[Collected data]
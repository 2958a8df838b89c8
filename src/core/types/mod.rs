//! The canonical "gateway dialect" every adapter translates to and from.

mod capabilities;
mod content;
mod lineage;
mod message;
mod request;
mod response;
mod role;
mod tool;
mod usage;

pub use capabilities::ModelCapabilities;
pub use content::{ContentBlock, ImageSource};
pub use lineage::Lineage;
pub use message::Message;
pub use request::{ChatRequest, EmbeddingRequest};
pub use response::{ChatResponse, ChatStreamEvent, Embedding, EmbeddingResponse};
pub use role::{FinishReason, Role};
pub use tool::{Tool, ToolCall, ToolChoice};
pub use usage::Usage;
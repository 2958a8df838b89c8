use serde::{Deserialize, Serialize};
use serde_json::Value;

/// One piece of a message's content.
///
/// A `Message` carries a `Vec<ContentBlock>` rather than a single string so
/// that multimodal and tool-bearing turns round-trip through every upstream
/// dialect without lossy flattening.
#[derive(Debug, Clone, Serialize, Deserialize)]
#[serde(tag = "type", rename_all = "snake_case")]
pub enum ContentBlock {
    Text {
        text: String,
    },
    /// Inline image, carried as an opaque data URI or remote URL. Never
    /// decoded by the gateway — adapters forward it as-is or translate the
    /// envelope, not the bytes.
    Image {
        media_type: String,
        data: ImageSource,
    },
    ToolUse {
        id: String,
        name: String,
        input: Value,
    },
    ToolResult {
        tool_use_id: String,
        content: String,
        #[serde(default, skip_serializing_if = "std::ops::Not::not")]
        is_error: bool,
    },
    /// Extended reasoning a model chose to surface. Never forwarded to
    /// logging or metrics.
    Thinking {
        text: String,
        /// Opaque upstream-provided signature, preserved verbatim and
        /// never interpreted by the gateway.
        #[serde(default, skip_serializing_if = "Option::is_none")]
        signature: Option<String>,
    },
}

/// Where image bytes actually live.
#[derive(Debug, Clone, Serialize, Deserialize)]
#[serde(untagged)]
pub enum ImageSource {
    Url(String),
    Base64(String),
}

impl ContentBlock {
    pub fn text(text: impl Into<String>) -> Self {
        ContentBlock::Text { text: text.into() }
    }

    pub fn as_text(&self) -> Option<&str> {
        match self {
            ContentBlock::Text { text } => Some(text),
            _ => None,
        }
    }
}
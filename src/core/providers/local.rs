//! Local OpenAI-compatible server translator: Ollama, vLLM, llama.cpp.
//!
//! All three speak the same `/v1/chat/completions` surface, so this
//! adapter reuses [`super::openai_compat`] exactly like [`super::xai`].
//! The one place the three diverge is whether `/v1/models` is reachable
//! without the chat round trip; `is_ollama` distinguishes Ollama's
//! default port so `models()` can report its single configured model
//! instead of guessing.

use async_trait::async_trait;
use futures::stream::BoxStream;
use serde_json::json;

use crate::core::types::{ChatRequest, ChatResponse, ChatStreamEvent, ModelCapabilities};

use super::openai_compat::{
    classify_http_error, handle_response, sse_frames, stream_events, transform_request,
    transform_response, transport_error,
};
use super::{ProviderAdapter, ProviderError};

pub struct LocalAdapter {
    client: reqwest::Client,
    name: String,
    base_url: String,
    default_model: String,
}

impl LocalAdapter {
    pub fn new(name: String, base_url: String, default_model: String) -> Self {
        LocalAdapter { client: reqwest::Client::new(), name, base_url, default_model }
    }

    /// Known limitation (`DESIGN.md` Open Question 2): a deployment
    /// proxied behind a different port or name is misclassified here.
    /// Not worth fixing without a real protocol handshake.
    fn is_ollama(&self) -> bool {
        self.base_url.contains("11434") || self.name.to_lowercase().contains("ollama")
    }
}

#[async_trait]
impl ProviderAdapter for LocalAdapter {
    fn name(&self) -> &str {
        &self.name
    }

    async fn chat(&self, request: &ChatRequest) -> Result<ChatResponse, ProviderError> {
        let body = transform_request(request);
        let response = self
            .client
            .post(format!("{}/v1/chat/completions", self.base_url))
            .json(&body)
            .send()
            .await
            .map_err(|e| transport_error(&self.name, &e))?;
        let body = handle_response(&self.name, response).await?;
        Ok(transform_response(&self.name, body, uuid::Uuid::new_v4().to_string(), &self.default_model))
    }

    async fn chat_stream(
        &self,
        request: &ChatRequest,
    ) -> Result<BoxStream<'static, Result<ChatStreamEvent, ProviderError>>, ProviderError> {
        let mut body = transform_request(request);
        body["stream"] = json!(true);

        let response = self
            .client
            .post(format!("{}/v1/chat/completions", self.base_url))
            .json(&body)
            .send()
            .await
            .map_err(|e| transport_error(&self.name, &e))?;

        if !response.status().is_success() {
            let status = response.status();
            let text = response.text().await.unwrap_or_default();
            return Err(classify_http_error(&self.name, status, &text));
        }

        let provider: &'static str = if self.is_ollama() { "ollama" } else { "local" };
        let frames = sse_frames(provider, response.bytes_stream());
        Ok(stream_events(request.model.clone(), frames))
    }

    fn models(&self) -> Vec<ModelCapabilities> {
        vec![ModelCapabilities {
            model: self.default_model.clone(),
            provider: self.name.clone(),
            display_name: self.default_model.clone(),
            context_window: 32_768,
            max_output_tokens: Some(4096),
            supports_tools: true,
            supports_vision: false,
            supports_streaming: true,
            supports_json_mode: false,
            supports_thinking: false,
            supports_embeddings: self.is_ollama(),
            input_cost_per_million: None,
            output_cost_per_million: None,
            categories: vec!["local".to_string()],
        }]
    }

    fn default_model(&self) -> &str {
        &self.default_model
    }
}

#[cfg(test)]
mod tests {
    use super::*;

    #[test]
    fn detects_ollama_by_default_port() {
        let adapter = LocalAdapter::new(
            "local-llama".to_string(),
            "http://localhost:11434".to_string(),
            "llama3".to_string(),
        );
        assert!(adapter.is_ollama());
    }

    #[test]
    fn detects_ollama_by_name_even_on_other_port() {
        let adapter = LocalAdapter::new("my-ollama-box".to_string(), "http://10.0.0.5:9000".to_string(), "llama3".to_string());
        assert!(adapter.is_ollama());
    }

    #[test]
    fn does_not_detect_ollama_proxied_behind_different_port_and_name() {
        // Known limitation (DESIGN.md OQ2): this case is misclassified.
        let adapter = LocalAdapter::new("my-proxy".to_string(), "http://10.0.0.5:9000".to_string(), "llama3".to_string());
        assert!(!adapter.is_ollama());
    }
}
//! Gateway configuration: a YAML file, loaded at startup, with
//! environment-variable overrides applied afterward (spec §6), mirroring
//! the teacher's own `Config::from_file` + `from_env` split and seeded
//! from `original_source/aratta/config.py::load_config`'s precedence
//! (env > file > built-in defaults).

pub mod defaults;
pub mod provider;

use serde::{Deserialize, Serialize};
use std::path::{Path, PathBuf};

pub use provider::{ProviderConfig, ProviderPriority};

use crate::utils::error::{GatewayError, Result};

fn default_host() -> String {
    "0.0.0.0".to_string()
}

fn default_port() -> u16 {
    8080
}

fn default_failure_threshold() -> u32 {
    5
}

fn default_recovery_timeout_secs() -> u64 {
    60
}

fn default_success_threshold() -> u32 {
    3
}

fn default_health_window_secs() -> u64 {
    300
}

fn default_health_error_threshold() -> u32 {
    3
}

fn default_heal_cooldown_secs() -> u64 {
    600
}

fn default_auto_apply_threshold() -> f32 {
    0.85
}

fn default_max_versions() -> usize {
    10
}

fn default_true() -> bool {
    true
}

fn default_heal_model() -> String {
    "local".to_string()
}

#[derive(Debug, Clone, Serialize, Deserialize)]
pub struct ServerConfig {
    #[serde(default = "default_host")]
    pub host: String,
    #[serde(default = "default_port")]
    pub port: u16,
}

impl Default for ServerConfig {
    fn default() -> Self {
        ServerConfig { host: default_host(), port: default_port() }
    }
}

/// Circuit breaker, Health Monitor, and Reload Manager tuning (spec
/// §4.5–§4.7, §6 "Resilience"). Defaults match the original's.
#[derive(Debug, Clone, Serialize, Deserialize)]
pub struct ResilienceConfig {
    #[serde(default = "default_true")]
    pub circuit_breaker_enabled: bool,
    #[serde(default = "default_failure_threshold")]
    pub circuit_failure_threshold: u32,
    #[serde(default = "default_recovery_timeout_secs")]
    pub circuit_recovery_timeout_secs: u64,
    #[serde(default = "default_success_threshold")]
    pub circuit_success_threshold: u32,
    #[serde(default = "default_true")]
    pub self_healing_enabled: bool,
    /// Whether a `propose_fix` call with `confidence >= auto_apply_threshold`
    /// applies immediately or still waits in the pending queue (spec §6:
    /// `auto_apply_fixes`). `false` forces every proposal through
    /// human approval regardless of confidence.
    #[serde(default)]
    pub auto_apply_fixes: bool,
    /// Alias of the local model the Heal Worker's diagnose/fix phases use
    /// (spec §6 `heal_model`, default `"local"`).
    #[serde(default = "default_heal_model")]
    pub heal_model: String,
    #[serde(default = "default_health_window_secs")]
    pub health_window_secs: u64,
    #[serde(default = "default_health_error_threshold")]
    pub health_error_threshold: u32,
    #[serde(default = "default_heal_cooldown_secs")]
    pub heal_cooldown_secs: u64,
    #[serde(default = "default_auto_apply_threshold")]
    pub auto_apply_threshold: f32,
    #[serde(default = "default_max_versions")]
    pub max_adapter_versions: usize,
}

impl Default for ResilienceConfig {
    fn default() -> Self {
        ResilienceConfig {
            circuit_breaker_enabled: default_true(),
            circuit_failure_threshold: default_failure_threshold(),
            circuit_recovery_timeout_secs: default_recovery_timeout_secs(),
            circuit_success_threshold: default_success_threshold(),
            self_healing_enabled: default_true(),
            auto_apply_fixes: false,
            heal_model: default_heal_model(),
            health_window_secs: default_health_window_secs(),
            health_error_threshold: default_health_error_threshold(),
            heal_cooldown_secs: default_heal_cooldown_secs(),
            auto_apply_threshold: default_auto_apply_threshold(),
            max_adapter_versions: default_max_versions(),
        }
    }
}

#[derive(Debug, Clone, Serialize, Deserialize)]
pub struct GatewayConfig {
    #[serde(default)]
    pub server: ServerConfig,
    #[serde(default = "defaults::default_providers")]
    pub providers: Vec<ProviderConfig>,
    #[serde(default)]
    pub resilience: ResilienceConfig,
    /// When set, unqualified alias resolution sorts local providers first
    /// (spec §4.4 supplemented feature).
    #[serde(default)]
    pub prefer_local: bool,
    /// Resolver step 4 fallback (spec §4.3): the provider used when no
    /// alias, explicit prefix, or substring match applies. `None` falls
    /// back further to the highest-priority enabled provider.
    #[serde(default)]
    pub default_provider: Option<String>,
    /// Whether the Router may walk fallback providers on a fallback-
    /// eligible failure (spec §6 `enable_fallback`). `false` makes every
    /// request single-shot against its resolved provider.
    #[serde(default = "default_true")]
    pub enable_fallback: bool,
    /// Providers the Heal Worker's research phase may fall back through,
    /// in order, excluding the provider currently being healed.
    #[serde(default)]
    pub research_fallback_providers: Vec<String>,
}

impl Default for GatewayConfig {
    fn default() -> Self {
        GatewayConfig {
            server: ServerConfig::default(),
            providers: defaults::default_providers(),
            resilience: ResilienceConfig::default(),
            prefer_local: false,
            default_provider: None,
            enable_fallback: true,
            research_fallback_providers: vec!["openai".to_string(), "anthropic".to_string()],
        }
    }
}

/// `ARATTA_HOME` env override, or `$HOME/.aratta` (spec §6). Holds
/// `config.yaml` and `.env` when the caller doesn't point elsewhere
/// explicitly, matching `original_source/aratta/config.py`'s `ARATTA_HOME`.
pub fn gateway_home() -> PathBuf {
    if let Ok(home) = std::env::var("ARATTA_HOME") {
        return PathBuf::from(home);
    }
    let base = std::env::var("HOME").unwrap_or_else(|_| ".".to_string());
    PathBuf::from(base).join(".aratta")
}

impl GatewayConfig {
    pub async fn from_file(path: impl AsRef<Path>) -> Result<Self> {
        let raw = tokio::fs::read_to_string(path.as_ref())
            .await
            .map_err(|e| GatewayError::Config(format!("reading {}: {e}", path.as_ref().display())))?;
        let config: GatewayConfig =
            serde_yaml::from_str(&raw).map_err(|e| GatewayError::Config(format!("parsing config: {e}")))?;
        Ok(config)
    }

    /// Applies `ARATTA_HOST`/`ARATTA_PORT` overrides on top of whatever
    /// was loaded from file or built-in defaults.
    pub fn apply_env_overrides(mut self) -> Self {
        if let Ok(host) = std::env::var("ARATTA_HOST") {
            self.server.host = host;
        }
        if let Ok(port) = std::env::var("ARATTA_PORT") {
            if let Ok(port) = port.parse() {
                self.server.port = port;
            }
        }
        self
    }

    pub fn provider(&self, name: &str) -> Option<&ProviderConfig> {
        self.providers.iter().find(|p| p.name == name)
    }

    pub fn enabled_providers(&self) -> impl Iterator<Item = &ProviderConfig> {
        self.providers.iter().filter(|p| p.enabled)
    }
}

#[cfg(test)]
mod tests {
    use super::*;

    #[test]
    fn default_config_has_a_primary_and_a_local_provider() {
        let config = GatewayConfig::default();
        assert!(config.providers.iter().any(|p| p.priority == ProviderPriority::Primary));
        assert!(config.providers.iter().any(|p| p.priority == ProviderPriority::Local));
    }

    #[test]
    fn env_override_replaces_port() {
        std::env::set_var("ARATTA_PORT", "9999");
        let config = GatewayConfig::default().apply_env_overrides();
        assert_eq!(config.server.port, 9999);
        std::env::remove_var("ARATTA_PORT");
    }

    #[test]
    fn gateway_home_respects_explicit_override() {
        std::env::set_var("ARATTA_HOME", "/tmp/some-aratta-home");
        assert_eq!(gateway_home(), std::path::PathBuf::from("/tmp/some-aratta-home"));
        std::env::remove_var("ARATTA_HOME");
    }
}
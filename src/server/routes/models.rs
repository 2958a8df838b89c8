//! `GET /models` (spec §4.9): aggregates `get_models()` across every
//! enabled provider plus the alias table.

use actix_web::{web, HttpResponse, Result as ActixResult};
use serde::Serialize;

use crate::server::state::AppState;

#[derive(Debug, Serialize)]
struct ModelsResponse {
    models: Vec<crate::core::types::ModelCapabilities>,
    aliases: Vec<AliasEntry>,
}

#[derive(Debug, Serialize)]
struct AliasEntry {
    alias: String,
    provider: String,
    model: String,
}

pub async fn list_models(state: web::Data<AppState>) -> ActixResult<HttpResponse> {
    let mut models = Vec::new();
    for provider_config in state.config.enabled_providers() {
        if let Ok(provider) = state.registry.get(&provider_config.name) {
            models.extend(provider.models());
        }
    }
    let aliases = crate::config::defaults::default_model_aliases()
        .into_iter()
        .map(|(alias, provider, model)| AliasEntry {
            alias: alias.to_string(),
            provider: provider.to_string(),
            model: model.to_string(),
        })
        .collect();
    Ok(HttpResponse::Ok().json(ModelsResponse { models, aliases }))
}
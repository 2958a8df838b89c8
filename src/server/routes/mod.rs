//! HTTP route modules (spec §4.9), one file per resource.

pub mod chat;
pub mod circuit;
pub mod embed;
pub mod fixes;
pub mod healing;
pub mod health;
pub mod models;
pub mod observability;

use actix_web::web;

pub fn configure(cfg: &mut web::ServiceConfig) {
    cfg.route("/chat", web::post().to(chat::chat))
        .route("/chat/stream", web::post().to(chat::chat_stream))
        .route("/embed", web::post().to(embed::embed))
        .route("/models", web::get().to(models::list_models))
        .route("/health", web::get().to(health::liveness))
        .route("/api/v1/health", web::get().to(health::detailed))
        .route("/circuit/{provider}/{action}", web::post().to(circuit::control))
        .route("/fixes/pending", web::get().to(fixes::pending))
        .route("/fixes/{provider}/approve", web::post().to(fixes::approve))
        .route("/fixes/{provider}/reject", web::post().to(fixes::reject))
        .route("/fixes/{provider}/history", web::get().to(fixes::history))
        .route("/fixes/{provider}/rollback/{version}", web::post().to(fixes::rollback))
        .route("/healing/status", web::get().to(healing::status))
        .route("/healing/{provider}/pause", web::post().to(healing::pause))
        .route("/healing/{provider}/resume", web::post().to(healing::resume))
        .route("/metrics", web::get().to(observability::metrics))
        .route("/dashboard", web::get().to(observability::dashboard));
}
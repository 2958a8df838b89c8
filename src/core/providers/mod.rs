//! Provider adapters: one `reqwest`-based translator per upstream dialect.
//!
//! Every adapter implements [`ProviderAdapter`] and owns its own wire
//! format; nothing above this layer ever sees a provider-specific request
//! or response shape.

pub mod anthropic;
pub mod google;
pub mod local;
pub mod openai;
mod openai_compat;
pub mod xai;

use async_trait::async_trait;
use futures::stream::BoxStream;
use thiserror::Error;

use crate::core::types::{
    ChatRequest, ChatResponse, ChatStreamEvent, EmbeddingRequest, EmbeddingResponse,
    ModelCapabilities,
};

/// Failure modes an adapter can report. The Router and Health Monitor
/// branch on these variants (spec §4.2, §7) rather than on HTTP status
/// codes directly, so every adapter must classify its own upstream
/// response before returning.
#[derive(Debug, Error, Clone)]
pub enum ProviderError {
    #[error("authentication failed for provider {provider}: {message}")]
    Authentication { provider: String, message: String },

    #[error("rate limited by provider {provider}: {message}")]
    RateLimit {
        provider: String,
        message: String,
        retry_after_secs: Option<u64>,
    },

    #[error("model {model} not found on provider {provider}")]
    ModelNotFound { provider: String, model: String },

    #[error("provider {provider} transport or upstream error: {message}")]
    Transport { provider: String, message: String },

    #[error("{provider} does not support {operation}")]
    UnsupportedOperation { provider: String, operation: String },

    #[error("request rejected by provider {provider}: {message}")]
    InvalidRequest { provider: String, message: String },
}

impl ProviderError {
    pub fn provider(&self) -> &str {
        match self {
            ProviderError::Authentication { provider, .. }
            | ProviderError::RateLimit { provider, .. }
            | ProviderError::ModelNotFound { provider, .. }
            | ProviderError::Transport { provider, .. }
            | ProviderError::UnsupportedOperation { provider, .. }
            | ProviderError::InvalidRequest { provider, .. } => provider,
        }
    }

    /// A short, stable token used by the Health Monitor's error-kind
    /// classifier (spec §4.6) — not the full `Display` message.
    pub fn kind_hint(&self) -> &'static str {
        match self {
            ProviderError::Authentication { .. } => "auth_error",
            ProviderError::RateLimit { .. } => "rate_limit",
            ProviderError::ModelNotFound { .. } => "model_not_found",
            ProviderError::Transport { .. } => "transport",
            ProviderError::UnsupportedOperation { .. } => "unsupported",
            ProviderError::InvalidRequest { .. } => "invalid_request",
        }
    }
}

/// A single upstream dialect translator.
///
/// Implementors hold their own `reqwest::Client`, base URL, and API key;
/// `chat`/`chat_stream`/`embed` each perform one round trip translating the
/// canonical request in, and the canonical response (or stream of events)
/// out.
#[async_trait]
pub trait ProviderAdapter: Send + Sync {
    /// Stable identifier used in config, routing, and circuit-breaker keys.
    fn name(&self) -> &str;

    async fn chat(&self, request: &ChatRequest) -> Result<ChatResponse, ProviderError>;

    async fn chat_stream(
        &self,
        request: &ChatRequest,
    ) -> Result<BoxStream<'static, Result<ChatStreamEvent, ProviderError>>, ProviderError>;

    async fn embed(&self, request: &EmbeddingRequest) -> Result<EmbeddingResponse, ProviderError> {
        let _ = request;
        Err(ProviderError::UnsupportedOperation {
            provider: self.name().to_string(),
            operation: "embeddings".to_string(),
        })
    }

    fn models(&self) -> Vec<ModelCapabilities>;

    /// Default model used when a caller names this provider without a
    /// specific model (spec §4.3 step 2/4).
    fn default_model(&self) -> &str;

    /// A cheap real upstream call used by the Reload Manager to verify a
    /// provider is reachable after a reload (spec's supplemented
    /// health-check-self-probe feature).
    async fn health_check(&self) -> Result<(), ProviderError> {
        let probe = ChatRequest {
            model: self.default_model().to_string(),
            messages: vec![crate::core::types::Message::user("ping")],
            system: None,
            max_tokens: Some(1),
            temperature: None,
            tools: vec![],
            tool_choice: None,
            stream: false,
            thinking_budget: None,
        };
        self.chat(&probe).await.map(|_| ())
    }
}
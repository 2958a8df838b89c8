//! Tracing initialization, lifted from the teacher's `main.rs` and
//! extended with an env-filter so `RUST_LOG` can tune verbosity per
//! module without a rebuild.

use tracing_subscriber::EnvFilter;

pub fn init() {
    tracing_subscriber::fmt()
        .with_env_filter(EnvFilter::try_from_default_env().unwrap_or_else(|_| EnvFilter::new("info")))
        .with_target(false)
        .with_thread_ids(false)
        .init();
}
impl AnthropicAdapter {
    pub fn new(api_key: String, base_url: Option<String>, default_model: String) -> Self {
        AnthropicAdapter {
            client: reqwest::Client::new(),
            base_url: base_url.unwrap_or_else(|| DEFAULT_BASE_URL.to_string()),
            api_key,
            default_model,
        }
    }

    fn headers(&self, streaming: bool, thinking: bool) -> reqwest::header::HeaderMap {
        let mut headers = reqwest::header::HeaderMap::new();
        headers.insert("x-api-key", self.api_key.parse().unwrap());
        headers.insert("anthropic-version", API_VERSION.parse().unwrap());
        headers.insert("content-type", "application/json".parse().unwrap());
        if thinking {
            headers.insert("anthropic-beta", THINKING_BETA_HEADER.parse().unwrap());
        }
        if streaming {
            headers.insert("accept", "text/event-stream".parse().unwrap());
        }
        headers
    }

    fn transform_request(&self, request: &ChatRequest) -> Value {
        let (system, messages) = separate_system(request);
        let mut body = json!({
            "model": request.model,
            "messages": messages,
            "max_tokens": request.max_tokens.unwrap_or(4096),
        });
        if let Some(system) = system {
            body["system"] = json!(system);
        }
        if !request.tools.is_empty() {
            body["tools"] = json!(
                request
                    .tools
                    .iter()
                    .map(|t| json!({
                        "name": t.name,
                        "description": t.description,
                        "input_schema": t.parameters,
                    }))
                    .collect::<Vec<_>>()
            );
        }
        // Thinking and a caller-set sampling temperature are mutually
        // exclusive upstream; thinking wins when both are present.
        if let Some(budget) = request.thinking_budget {
            body["thinking"] = json!({
                "type": "enabled",
                "budget_tokens": budget.max(MIN_THINKING_BUDGET),
            });
        } else if let Some(temperature) = request.temperature {
            body["temperature"] = json!(temperature);
        }
        if request.stream {
            body["stream"] = json!(true);
        }
        body
    }

    fn transform_response(&self, body: Value, request_id: String) -> Result<ChatResponse, ProviderError> {
        let content = body["content"]
            .as_array()
            .cloned()
            .unwrap_or_default()
            .into_iter()
            .filter_map(anthropic_block_to_canonical)
            .collect();
        let finish_reason = match body["stop_reason"].as_str().unwrap_or("end_turn") {
            "tool_use" => FinishReason::ToolUse,
            "max_tokens" => FinishReason::Length,
            _ => FinishReason::Stop,
        };
        let input_tokens = body["usage"]["input_tokens"].as_u64().unwrap_or(0) as u32;
        let output_tokens = body["usage"]["output_tokens"].as_u64().unwrap_or(0) as u32;
        let usage = Usage {
            input_tokens,
            output_tokens,
            total_tokens: input_tokens + output_tokens,
            cache_read_tokens: body["usage"]["cache_read_input_tokens"].as_u64().unwrap_or(0) as u32,
            cache_write_tokens: body["usage"]["cache_creation_input_tokens"].as_u64().unwrap_or(0) as u32,
            reasoning_tokens: 0,
        };
        let model = body["model"].as_str().unwrap_or(&self.default_model).to_string();
        Ok(ChatResponse {
            id: body["id"].as_str().unwrap_or(&request_id).to_string(),
            content,
            finish_reason,
            usage,
            lineage: Lineage::new("anthropic", model, request_id),
        })
    }

    async fn send(&self, body: Value) -> Result<Value, ProviderError> {
        let thinking = body.get("thinking").is_some();
        let response = self
            .client
            .post(format!("{}/v1/messages", self.base_url))
            .headers(self.headers(false, thinking))
            .json(&body)
            .send()
            .await
            .map_err(|e| transport_error(&e))?;
        handle_response(response).await
    }
}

* **What this task involves**
Scan the entries above for the word "probe", then copy every line in which it occurs.

* **Result of this task**
    /// health-check-self-probe feature).
        let probe = ChatRequest {
        self.chat(&probe).await.map(|_| ())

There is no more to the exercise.